## TASK TO CARRY OUT
Could you please find each line in the records that contains the word "RunMode" and copy it?

## RECORDS TO USE
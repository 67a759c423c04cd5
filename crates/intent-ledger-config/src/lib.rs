#![forbid(unsafe_code)]

use std::collections::BTreeSet;
use std::fs;
use std::path::Path;

use anyhow::{anyhow, Context, Result};
use intent_ledger_domain::{ensure_non_empty, hash_bytes, hash_json, DEFAULT_QUALITY_THRESHOLD, MAX_SCORE};
use intent_ledger_inference::{InferenceSettings, ProviderKind};
use intent_ledger_policy::{default_tiers, BudgetTier};
use serde::{Deserialize, Serialize};

pub const DEFAULT_CONFIG_FILE: &str = "intent-ledger.yaml";
pub const MAX_CONCURRENCY: usize = 32;

#[derive(Debug, Clone, Serialize, Deserialize, PartialEq)]
#[serde(deny_unknown_fields)]
pub struct ConflictSettings {
    /// Jaccard similarity at or above which two atoms overlap semantically.
    #[serde(default = "default_overlap_threshold")]
    pub semantic_overlap_threshold: f64,
    #[serde(default)]
    pub detect_on_completion: bool,
}

impl Default for ConflictSettings {
    fn default() -> Self {
        Self {
            semantic_overlap_threshold: default_overlap_threshold(),
            detect_on_completion: false,
        }
    }
}

#[derive(Debug, Clone, Serialize, Deserialize, PartialEq, Eq)]
#[serde(deny_unknown_fields)]
pub struct LoggingSettings {
    #[serde(default = "default_log_filter")]
    pub filter: String,
    #[serde(default)]
    pub json: bool,
}

impl Default for LoggingSettings {
    fn default() -> Self {
        Self {
            filter: default_log_filter(),
            json: false,
        }
    }
}

#[derive(Debug, Clone, Serialize, Deserialize, PartialEq)]
#[serde(deny_unknown_fields)]
pub struct LedgerConfig {
    #[serde(default = "default_database_path")]
    pub database_path: String,
    #[serde(default = "default_quality_threshold")]
    pub quality_threshold: u8,
    #[serde(default = "default_max_concurrency")]
    pub max_concurrency: usize,
    #[serde(default = "default_max_atoms")]
    pub max_atom_recommendations: usize,
    #[serde(default = "default_max_molecules")]
    pub max_molecule_recommendations: usize,
    #[serde(default = "default_tiers")]
    pub budget_tiers: Vec<BudgetTier>,
    #[serde(default)]
    pub inference: InferenceSettings,
    #[serde(default)]
    pub conflicts: ConflictSettings,
    #[serde(default)]
    pub logging: LoggingSettings,
}

fn default_database_path() -> String {
    "intent-ledger.sqlite3".to_string()
}

fn default_quality_threshold() -> u8 {
    DEFAULT_QUALITY_THRESHOLD
}

fn default_max_concurrency() -> usize {
    4
}

fn default_max_atoms() -> usize {
    200
}

fn default_max_molecules() -> usize {
    100
}

fn default_overlap_threshold() -> f64 {
    0.8
}

fn default_log_filter() -> String {
    "info".to_string()
}

impl Default for LedgerConfig {
    fn default() -> Self {
        Self {
            database_path: default_database_path(),
            quality_threshold: default_quality_threshold(),
            max_concurrency: default_max_concurrency(),
            max_atom_recommendations: default_max_atoms(),
            max_molecule_recommendations: default_max_molecules(),
            budget_tiers: default_tiers(),
            inference: InferenceSettings::default(),
            conflicts: ConflictSettings::default(),
            logging: LoggingSettings::default(),
        }
    }
}

/// A validated configuration plus the hashes a run records for provenance.
#[derive(Debug, Clone, PartialEq)]
pub struct ConfigEnvelope {
    pub config: LedgerConfig,
    pub source_hash: String,
    pub normalized_hash: String,
}

impl ConfigEnvelope {
    /// Wrap an in-memory configuration, validating and normalizing it.
    ///
    /// # Errors
    /// Returns an error when the configuration is invalid.
    pub fn from_config(mut config: LedgerConfig) -> Result<Self> {
        validate_config(&config)?;
        normalize_config(&mut config);
        let normalized_hash = hash_json(&serde_json::to_value(&config)?)?;
        Ok(Self {
            config,
            source_hash: normalized_hash.clone(),
            normalized_hash,
        })
    }
}

/// Load configuration YAML from disk.
///
/// # Errors
/// Returns an error when the file cannot be read, parsed, or validated.
pub fn load_config_from_path(path: &Path) -> Result<ConfigEnvelope> {
    let content = fs::read_to_string(path)
        .with_context(|| format!("failed to read config {}", path.display()))?;
    normalize_config_yaml(&content)
}

/// Load `path` when it exists, otherwise fall back to defaults.
///
/// # Errors
/// Returns an error when an existing file is invalid.
pub fn load_config_or_default(path: &Path) -> Result<ConfigEnvelope> {
    if path.exists() {
        load_config_from_path(path)
    } else {
        ConfigEnvelope::from_config(LedgerConfig::default())
    }
}

/// Parse, validate and normalize configuration YAML.
///
/// # Errors
/// Returns an error when YAML parsing, validation, or serialization fails.
pub fn normalize_config_yaml(yaml: &str) -> Result<ConfigEnvelope> {
    let source_hash = hash_bytes(yaml.as_bytes());
    let document = if yaml.trim().is_empty() { "{}" } else { yaml };
    let mut config: LedgerConfig = serde_yaml::from_str(document)
        .map_err(|err| anyhow!("invalid intent-ledger config: {err}"))?;

    normalize_config(&mut config);
    validate_config(&config)?;

    let normalized_hash = hash_json(&serde_json::to_value(&config)?)?;
    Ok(ConfigEnvelope {
        config,
        source_hash,
        normalized_hash,
    })
}

fn validate_config(config: &LedgerConfig) -> Result<()> {
    ensure_non_empty("database_path", &config.database_path)?;
    if config.quality_threshold > MAX_SCORE {
        return Err(anyhow!(
            "quality_threshold {} must be within 0..={MAX_SCORE}",
            config.quality_threshold
        ));
    }
    if !(1..=MAX_CONCURRENCY).contains(&config.max_concurrency) {
        return Err(anyhow!(
            "max_concurrency {} must be within 1..={MAX_CONCURRENCY}",
            config.max_concurrency
        ));
    }
    if config.max_atom_recommendations == 0 || config.max_molecule_recommendations == 0 {
        return Err(anyhow!("recommendation bounds must be positive"));
    }

    validate_tiers(&config.budget_tiers)?;

    ensure_non_empty("inference.model_id", &config.inference.model_id)?;
    if config.inference.provider == ProviderKind::HttpJson
        && config
            .inference
            .url
            .as_deref()
            .map_or(true, |url| url.trim().is_empty())
    {
        return Err(anyhow!("inference.url is required for provider http_json"));
    }
    if config.inference.timeout_ms == 0 {
        return Err(anyhow!("inference.timeout_ms must be positive"));
    }

    let overlap = config.conflicts.semantic_overlap_threshold;
    if !overlap.is_finite() || overlap <= 0.0 || overlap > 1.0 {
        return Err(anyhow!(
            "conflicts.semantic_overlap_threshold {overlap} must be within (0, 1]"
        ));
    }
    ensure_non_empty("logging.filter", &config.logging.filter)?;
    Ok(())
}

fn validate_tiers(tiers: &[BudgetTier]) -> Result<()> {
    if tiers.is_empty() {
        return Err(anyhow!("budget_tiers must not be empty"));
    }
    let mut names = BTreeSet::new();
    let mut unbounded = 0_usize;
    for tier in tiers {
        ensure_non_empty("budget_tiers.name", &tier.name)?;
        if !names.insert(tier.name.as_str()) {
            return Err(anyhow!("duplicate budget tier: {}", tier.name));
        }
        if tier.max_total_tokens == 0 || tier.max_duration_ms == 0 || tier.max_llm_calls == 0 {
            return Err(anyhow!("budget tier {} has a zero limit", tier.name));
        }
        if tier.max_tests.is_none() {
            unbounded += 1;
        }
    }
    if unbounded > 1 {
        return Err(anyhow!("at most one budget tier may omit max_tests"));
    }
    Ok(())
}

fn normalize_config(config: &mut LedgerConfig) {
    config.database_path = config.database_path.trim().to_string();
    config.logging.filter = config.logging.filter.trim().to_string();
    config.inference.model_id = config.inference.model_id.trim().to_string();
    config.inference.url = config
        .inference
        .url
        .take()
        .map(|url| url.trim().to_string());
    for tier in &mut config.budget_tiers {
        tier.name = tier.name.trim().to_string();
    }
    // Unbounded tier sorts last so tier selection can stop at the first fit.
    config.budget_tiers.sort_by(|lhs, rhs| {
        match (lhs.max_tests, rhs.max_tests) {
            (Some(a), Some(b)) => a.cmp(&b),
            (Some(_), None) => std::cmp::Ordering::Less,
            (None, Some(_)) => std::cmp::Ordering::Greater,
            (None, None) => std::cmp::Ordering::Equal,
        }
        .then_with(|| lhs.name.cmp(&rhs.name))
    });
}
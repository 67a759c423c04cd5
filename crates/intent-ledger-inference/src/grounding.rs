use std::collections::BTreeSet;

use intent_ledger_domain::{EvidenceInventory, LedgerError, LedgerResult, MAX_SCORE};

use crate::{CandidateAtom, CandidateMolecule};

#[derive(Debug, Clone, PartialEq)]
pub struct GroundedAtom {
    pub candidate: CandidateAtom,
    pub confidence: u8,
    /// Related-doc references stripped because the inventory does not contain them.
    pub dropped_docs: Vec<String>,
}

/// Round a capability confidence into a score.
///
/// # Errors
/// Returns [`LedgerError::Validation`] for non-finite or out-of-range values.
pub fn confidence_to_score(confidence: f64) -> LedgerResult<u8> {
    if !confidence.is_finite() || !(0.0..=f64::from(MAX_SCORE)).contains(&confidence) {
        return Err(LedgerError::Validation(format!(
            "confidence {confidence} outside 0..=100"
        )));
    }
    #[allow(clippy::cast_possible_truncation, clippy::cast_sign_loss)]
    let rounded = confidence.round() as u8;
    Ok(rounded.min(MAX_SCORE))
}

/// Check a candidate against the inventory it was inferred from.
///
/// The cited test must exist in the inventory and must be the test the
/// inference was asked about (`inferred_key`, `file::name`). Its line number is
/// taken from the inventory. Unknown related docs are stripped rather than
/// rejected.
///
/// # Errors
/// Returns [`LedgerError::GroundingViolation`] when the source test is empty,
/// absent from the inventory or a different test, and
/// [`LedgerError::Validation`] for malformed fields.
pub fn ground_candidate(
    candidate: &CandidateAtom,
    inventory: &EvidenceInventory,
    inferred_key: &str,
) -> LedgerResult<GroundedAtom> {
    let source = &candidate.source_test;
    if source.is_empty() {
        return Err(LedgerError::GroundingViolation(
            "candidate cites an empty source test".to_string(),
        ));
    }
    let Some(evidence) = inventory.find_test(&source.file_path, &source.test_name) else {
        return Err(LedgerError::GroundingViolation(format!(
            "candidate cites {} which is not in the evidence inventory",
            source.key()
        )));
    };
    if source.key() != inferred_key {
        return Err(LedgerError::GroundingViolation(format!(
            "candidate inferred from {inferred_key} cites a different test {}",
            source.key()
        )));
    }
    if candidate.description.trim().is_empty() {
        return Err(LedgerError::Validation(format!(
            "candidate for {} has an empty description",
            source.key()
        )));
    }
    let confidence = confidence_to_score(candidate.confidence)?;

    let mut grounded = candidate.clone();
    grounded.source_test.line_number = evidence.line_number;
    let (kept, dropped): (Vec<String>, Vec<String>) = candidate
        .related_docs
        .iter()
        .cloned()
        .partition(|doc| inventory.contains_doc(doc));
    grounded.related_docs = kept;
    grounded.description = candidate.description.trim().to_string();

    Ok(GroundedAtom {
        candidate: grounded,
        confidence,
        dropped_docs: dropped,
    })
}

/// Validate a proposed grouping and return its distinct members in order.
///
/// # Errors
/// Returns [`LedgerError::Validation`] when fewer than two distinct members
/// remain, a member is not among `known_temp_ids`, or the confidence is invalid.
pub fn validate_molecule(
    candidate: &CandidateMolecule,
    known_temp_ids: &BTreeSet<String>,
) -> LedgerResult<(Vec<String>, u8)> {
    if candidate.name.trim().is_empty() {
        return Err(LedgerError::Validation(
            "molecule candidate has an empty name".to_string(),
        ));
    }
    let mut seen = BTreeSet::new();
    let mut members = Vec::new();
    for member in &candidate.atom_temp_ids {
        if !known_temp_ids.contains(member) {
            return Err(LedgerError::Validation(format!(
                "molecule '{}' references unknown atom {member}",
                candidate.name
            )));
        }
        if seen.insert(member.clone()) {
            members.push(member.clone());
        }
    }
    if members.len() < 2 {
        return Err(LedgerError::Validation(format!(
            "molecule '{}' needs at least two distinct atoms, got {}",
            candidate.name,
            members.len()
        )));
    }
    let confidence = confidence_to_score(candidate.confidence)?;
    Ok((members, confidence))
}
use std::collections::{BTreeMap, BTreeSet};

use serde::{Deserialize, Serialize};

use crate::{hash_bytes, SourceTestRef};

/// Inventory of a repository at one commit, produced by the external manifest step.
#[derive(Debug, Clone, Default, Serialize, Deserialize, PartialEq, Eq)]
#[serde(deny_unknown_fields)]
pub struct EvidenceInventory {
    #[serde(default)]
    pub commit_hash: Option<String>,
    #[serde(default)]
    pub files: Vec<FileEvidence>,
    #[serde(default)]
    pub tests: Vec<TestEvidence>,
    #[serde(default)]
    pub exports: Vec<ExportEvidence>,
    #[serde(default)]
    pub api_endpoints: Vec<ApiEndpointEvidence>,
    #[serde(default)]
    pub docs: Vec<DocEvidence>,
    #[serde(default)]
    pub coverage_gaps: Vec<CoverageGap>,
}

#[derive(Debug, Clone, Serialize, Deserialize, PartialEq, Eq)]
#[serde(deny_unknown_fields)]
pub struct FileEvidence {
    pub path: String,
    #[serde(default)]
    pub language: Option<String>,
    #[serde(default)]
    pub content_hash: Option<String>,
}

#[derive(Debug, Clone, Serialize, Deserialize, PartialEq, Eq)]
#[serde(deny_unknown_fields)]
pub struct TestEvidence {
    pub file_path: String,
    pub test_name: String,
    #[serde(default)]
    pub line_number: u32,
    #[serde(default)]
    pub body: String,
    #[serde(default)]
    pub content_hash: Option<String>,
    #[serde(default)]
    pub has_atom_annotation: bool,
    #[serde(default)]
    pub assertions: Vec<String>,
}

impl TestEvidence {
    #[must_use]
    pub fn key(&self) -> String {
        test_key(&self.file_path, &self.test_name)
    }

    /// The producer's hash when supplied, otherwise SHA-256 of the test body.
    #[must_use]
    pub fn effective_content_hash(&self) -> String {
        match &self.content_hash {
            Some(hash) if !hash.trim().is_empty() => hash.clone(),
            _ => hash_bytes(self.body.as_bytes()),
        }
    }

    #[must_use]
    pub fn source_ref(&self) -> SourceTestRef {
        SourceTestRef {
            file_path: self.file_path.clone(),
            test_name: self.test_name.clone(),
            line_number: self.line_number,
        }
    }
}

#[derive(Debug, Clone, Serialize, Deserialize, PartialEq, Eq)]
#[serde(deny_unknown_fields)]
pub struct ExportEvidence {
    pub file_path: String,
    pub name: String,
    #[serde(default)]
    pub kind: Option<String>,
}

#[derive(Debug, Clone, Serialize, Deserialize, PartialEq, Eq)]
#[serde(deny_unknown_fields)]
pub struct ApiEndpointEvidence {
    pub method: String,
    pub path: String,
    #[serde(default)]
    pub handler_file: Option<String>,
}

#[derive(Debug, Clone, Serialize, Deserialize, PartialEq, Eq)]
#[serde(deny_unknown_fields)]
pub struct DocEvidence {
    pub path: String,
    #[serde(default)]
    pub title: Option<String>,
}

#[derive(Debug, Clone, Serialize, Deserialize, PartialEq, Eq)]
#[serde(deny_unknown_fields)]
pub struct CoverageGap {
    pub file_path: String,
    pub description: String,
}

impl EvidenceInventory {
    #[must_use]
    pub fn contains_test(&self, file_path: &str, test_name: &str) -> bool {
        self.tests
            .iter()
            .any(|test| test.file_path == file_path && test.test_name == test_name)
    }

    #[must_use]
    pub fn contains_doc(&self, path: &str) -> bool {
        self.docs.iter().any(|doc| doc.path == path)
    }

    #[must_use]
    pub fn find_test(&self, file_path: &str, test_name: &str) -> Option<&TestEvidence> {
        self.tests
            .iter()
            .find(|test| test.file_path == file_path && test.test_name == test_name)
    }

    /// Tests keyed by `file::name`; the first occurrence of a duplicate key wins.
    #[must_use]
    pub fn tests_by_key(&self) -> BTreeMap<String, &TestEvidence> {
        let mut out = BTreeMap::new();
        for test in &self.tests {
            out.entry(test.key()).or_insert(test);
        }
        out
    }

    /// Doc paths and files living next to the given test file.
    #[must_use]
    pub fn related_docs_for(&self, file_path: &str) -> Vec<String> {
        let dir = parent_dir(file_path);
        let mut out: BTreeSet<String> = BTreeSet::new();
        for doc in &self.docs {
            if parent_dir(&doc.path) == dir {
                out.insert(doc.path.clone());
            }
        }
        out.into_iter().collect()
    }
}

#[must_use]
pub fn test_key(file_path: &str, test_name: &str) -> String {
    format!("{file_path}::{test_name}")
}

fn parent_dir(path: &str) -> &str {
    path.rsplit_once('/').map_or("", |(dir, _)| dir)
}
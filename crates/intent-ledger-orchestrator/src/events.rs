use anyhow::Result;
use intent_ledger_domain::{
    compute_event_hash, hash_json, now_utc, EventRow, RunEvent, RunEventType, RunId,
};
use intent_ledger_store_core::LedgerStore;
use serde::Serialize;
use serde_json::Value;
use ulid::Ulid;

/// Appends hash-chained events for one run, continuing any existing chain.
pub struct EventLog<'s, S: LedgerStore + ?Sized> {
    store: &'s S,
    run_id: RunId,
    prev_event_hash: Option<String>,
}

impl<'s, S: LedgerStore + ?Sized> EventLog<'s, S> {
    /// Continue the chain after the last persisted event of `run_id`.
    ///
    /// # Errors
    /// Returns an error when existing events cannot be read.
    pub fn open(store: &'s S, run_id: RunId) -> Result<Self> {
        let prev_event_hash = store
            .list_events_for_run(run_id)?
            .last()
            .map(|row| row.event.event_hash.clone());
        Ok(Self {
            store,
            run_id,
            prev_event_hash,
        })
    }

    #[must_use]
    pub fn fresh(store: &'s S, run_id: RunId) -> Self {
        Self {
            store,
            run_id,
            prev_event_hash: None,
        }
    }

    /// # Errors
    /// Returns an error when hashing or persistence fails.
    pub fn emit(&mut self, event_type: RunEventType, actor: &str, payload: Value) -> Result<EventRow> {
        let mut event = RunEvent {
            event_id: Ulid::new(),
            run_id: self.run_id,
            event_type,
            occurred_at: now_utc(),
            actor: actor.to_string(),
            payload_hash: hash_json(&payload)?,
            payload_json: payload,
            prev_event_hash: self.prev_event_hash.clone(),
            event_hash: String::new(),
        };
        event.event_hash = compute_event_hash(&event)?;

        let event_seq = self.store.append_event(&event)?;
        self.prev_event_hash = Some(event.event_hash.clone());
        tracing::debug!(run_id = %self.run_id, event = event_type.as_str(), event_seq, "run event");
        Ok(EventRow { event_seq, event })
    }
}

#[derive(Debug, Clone, PartialEq, Eq, Serialize)]
pub struct ChainReport {
    pub run_id: RunId,
    pub events: usize,
    pub chain_valid: bool,
    /// Sequence number of the first event that fails verification.
    pub first_invalid_seq: Option<i64>,
}

/// Re-hash every event of a run and check the links between them.
///
/// # Errors
/// Returns an error when events cannot be read or hashed.
pub fn verify_chain<S: LedgerStore + ?Sized>(store: &S, run_id: RunId) -> Result<ChainReport> {
    let events = store.list_events_for_run(run_id)?;
    let mut prev: Option<String> = None;
    for row in &events {
        let mut unsealed = row.event.clone();
        unsealed.event_hash = String::new();
        let intact = row.event.prev_event_hash == prev
            && hash_json(&row.event.payload_json)? == row.event.payload_hash
            && compute_event_hash(&unsealed)? == row.event.event_hash;
        if !intact {
            return Ok(ChainReport {
                run_id,
                events: events.len(),
                chain_valid: false,
                first_invalid_seq: Some(row.event_seq),
            });
        }
        prev = Some(row.event.event_hash.clone());
    }
    Ok(ChainReport {
        run_id,
        events: events.len(),
        chain_valid: true,
        first_invalid_seq: None,
    })
}
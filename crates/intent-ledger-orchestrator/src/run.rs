//! The reconciliation run state machine.
//!
//! A run moves `pending -> running -> completed | waiting_for_review | failed`.
//! Every stage persists its output before the next one starts, so a run left
//! in `running` by a crash can be resumed from what is already stored.

use std::collections::{BTreeMap, BTreeSet};
use std::sync::atomic::{AtomicBool, Ordering};
use std::time::Instant;

use anyhow::anyhow;
use intent_ledger_domain::{
    atom_temp_id, ensure_non_empty, molecule_temp_id, now_utc, AtomRecommendation,
    DeltaBaseline, EvidenceInventory, LedgerError, LedgerResult, Molecule, MoleculeRecommendation,
    PendingReview, RecommendationStatus, ReconciliationRun, RunErrorEntry, RunEventType, RunId,
    RunMode, RunOptions, RunResult, RunStatus, RunSummary, TestEvidence, TestRecord,
    TestRecordStatus, MAX_SCORE,
};
use intent_ledger_inference::{
    ground_candidate, validate_molecule, AtomInferenceOutput, AtomInferenceRequest,
    GroupingAtom, GroupingRequest, InferenceCapability,
};
use intent_ledger_policy::{
    evaluate_gate, select_tier, Admission, BudgetEnforcer, BudgetOutcome, BudgetStage,
    GateDecision, GatePolicy, QualityScorer,
};
use intent_ledger_store_core::ConflictStore;
use serde::Serialize;
use serde_json::{json, Value};

use crate::closure::plan_closure;
use crate::conflict::ConflictService;
use crate::events::{verify_chain, ChainReport, EventLog};
use crate::evidence::EvidenceSource;
use crate::filter::PathFilter;
use crate::pool::{run_pool, WorkItem, WorkResult};
use crate::review::{build_pending_review, count_passing};
use crate::{EngineSettings, ORCHESTRATOR_ACTOR};

pub(crate) type RunLog<'s> = EventLog<'s, dyn ConflictStore + 's>;

#[derive(Debug, Clone, PartialEq, Eq)]
pub struct StartRequest {
    pub root_directory: String,
    pub mode: RunMode,
    pub delta_baseline: Option<DeltaBaseline>,
    /// Commit the inventory must describe; taken from the inventory when absent.
    pub commit_hash: Option<String>,
    pub options: RunOptions,
}

#[derive(Debug, Clone, Serialize, PartialEq)]
pub struct RunDetails {
    pub run: ReconciliationRun,
    pub test_records: Vec<TestRecord>,
    pub atom_recommendations: Vec<AtomRecommendation>,
    pub molecule_recommendations: Vec<MoleculeRecommendation>,
    /// Molecules committed by this run, with their member atoms.
    pub molecules: Vec<Molecule>,
    pub pending_review: Option<PendingReview>,
}

pub struct RunOrchestrator<'a> {
    pub(crate) store: &'a dyn ConflictStore,
    evidence: &'a dyn EvidenceSource,
    capability: &'a dyn InferenceCapability,
    pub(crate) scorer: &'a dyn QualityScorer,
    pub(crate) settings: EngineSettings,
}

#[derive(Debug, Default)]
struct InferenceProgress {
    atom_count: usize,
    externally_failed: bool,
    hard_violation: Option<String>,
    bound_violation: Option<String>,
}

impl InferenceProgress {
    fn halted(&self) -> bool {
        self.externally_failed || self.bound_violation.is_some()
    }
}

## FINISHED EXERCISE
    RunMode, RunOptions, RunResult, RunStatus, RunSummary, TestEvidence, TestRecord,
    pub mode: RunMode,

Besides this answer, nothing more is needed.